### Work task
Scan the records below for the line containing "use tokio_util::sync::CancellationToken;" and the line containing "토큰으로 명령을 실행합니다.". Copy both, plus every line between, exactly.

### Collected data
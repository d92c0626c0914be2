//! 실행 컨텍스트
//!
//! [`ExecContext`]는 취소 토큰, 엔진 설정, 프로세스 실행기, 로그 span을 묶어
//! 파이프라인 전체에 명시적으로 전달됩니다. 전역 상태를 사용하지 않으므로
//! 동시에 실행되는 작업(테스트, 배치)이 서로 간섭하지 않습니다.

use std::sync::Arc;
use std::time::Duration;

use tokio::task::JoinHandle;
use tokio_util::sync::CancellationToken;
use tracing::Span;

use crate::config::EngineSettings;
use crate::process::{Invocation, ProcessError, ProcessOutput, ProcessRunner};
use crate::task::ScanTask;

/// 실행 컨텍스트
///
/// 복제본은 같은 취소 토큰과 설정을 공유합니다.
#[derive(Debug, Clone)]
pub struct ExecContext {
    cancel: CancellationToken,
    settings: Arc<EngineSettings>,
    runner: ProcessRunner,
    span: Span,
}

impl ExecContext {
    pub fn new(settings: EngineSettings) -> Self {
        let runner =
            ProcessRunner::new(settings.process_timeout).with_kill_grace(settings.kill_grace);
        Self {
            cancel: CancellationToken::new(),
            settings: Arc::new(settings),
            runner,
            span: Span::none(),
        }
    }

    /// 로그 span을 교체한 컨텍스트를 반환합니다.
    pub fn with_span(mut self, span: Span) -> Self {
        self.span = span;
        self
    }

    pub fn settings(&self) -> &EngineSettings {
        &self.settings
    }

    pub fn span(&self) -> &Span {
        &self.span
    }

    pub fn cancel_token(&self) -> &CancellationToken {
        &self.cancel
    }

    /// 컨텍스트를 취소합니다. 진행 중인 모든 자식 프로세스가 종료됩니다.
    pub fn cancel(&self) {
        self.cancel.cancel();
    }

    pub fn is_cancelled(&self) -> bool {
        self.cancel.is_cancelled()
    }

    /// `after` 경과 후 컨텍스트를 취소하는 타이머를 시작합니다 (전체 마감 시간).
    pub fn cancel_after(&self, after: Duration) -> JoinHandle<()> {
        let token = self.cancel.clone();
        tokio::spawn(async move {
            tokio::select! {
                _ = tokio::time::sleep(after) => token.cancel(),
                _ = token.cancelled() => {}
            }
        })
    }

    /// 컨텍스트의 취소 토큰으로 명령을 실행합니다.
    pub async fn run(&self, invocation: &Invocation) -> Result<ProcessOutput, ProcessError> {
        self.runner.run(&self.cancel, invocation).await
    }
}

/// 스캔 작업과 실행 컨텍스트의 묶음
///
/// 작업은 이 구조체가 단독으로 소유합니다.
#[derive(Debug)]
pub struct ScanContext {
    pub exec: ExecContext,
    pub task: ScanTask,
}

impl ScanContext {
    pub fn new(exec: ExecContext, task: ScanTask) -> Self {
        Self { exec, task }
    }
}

### Result of this task
use tokio_util::sync::CancellationToken;
use tracing::Span;

use crate::config::EngineSettings;
use crate::process::{Invocation, ProcessError, ProcessOutput, ProcessRunner};
use crate::task::ScanTask;

/// 실행 컨텍스트
///
/// 복제본은 같은 취소 토큰과 설정을 공유합니다.
#[derive(Debug, Clone)]
pub struct ExecContext {
    cancel: CancellationToken,
    settings: Arc<EngineSettings>,
    runner: ProcessRunner,
    span: Span,
}

impl ExecContext {
    pub fn new(settings: EngineSettings) -> Self {
        let runner =
            ProcessRunner::new(settings.process_timeout).with_kill_grace(settings.kill_grace);
        Self {
            cancel: CancellationToken::new(),
            settings: Arc::new(settings),
            runner,
            span: Span::none(),
        }
    }

    /// 로그 span을 교체한 컨텍스트를 반환합니다.
    pub fn with_span(mut self, span: Span) -> Self {
        self.span = span;
        self
    }

    pub fn settings(&self) -> &EngineSettings {
        &self.settings
    }

    pub fn span(&self) -> &Span {
        &self.span
    }

    pub fn cancel_token(&self) -> &CancellationToken {
        &self.cancel
    }

    /// 컨텍스트를 취소합니다. 진행 중인 모든 자식 프로세스가 종료됩니다.
    pub fn cancel(&self) {
        self.cancel.cancel();
    }

    pub fn is_cancelled(&self) -> bool {
        self.cancel.is_cancelled()
    }

    /// `after` 경과 후 컨텍스트를 취소하는 타이머를 시작합니다 (전체 마감 시간).
    pub fn cancel_after(&self, after: Duration) -> JoinHandle<()> {
        let token = self.cancel.clone();
        tokio::spawn(async move {
            tokio::select! {
                _ = tokio::time::sleep(after) => token.cancel(),
                _ = token.cancelled() => {}
            }
        })
    }

    /// 컨텍스트의 취소 토큰으로 명령을 실행합니다.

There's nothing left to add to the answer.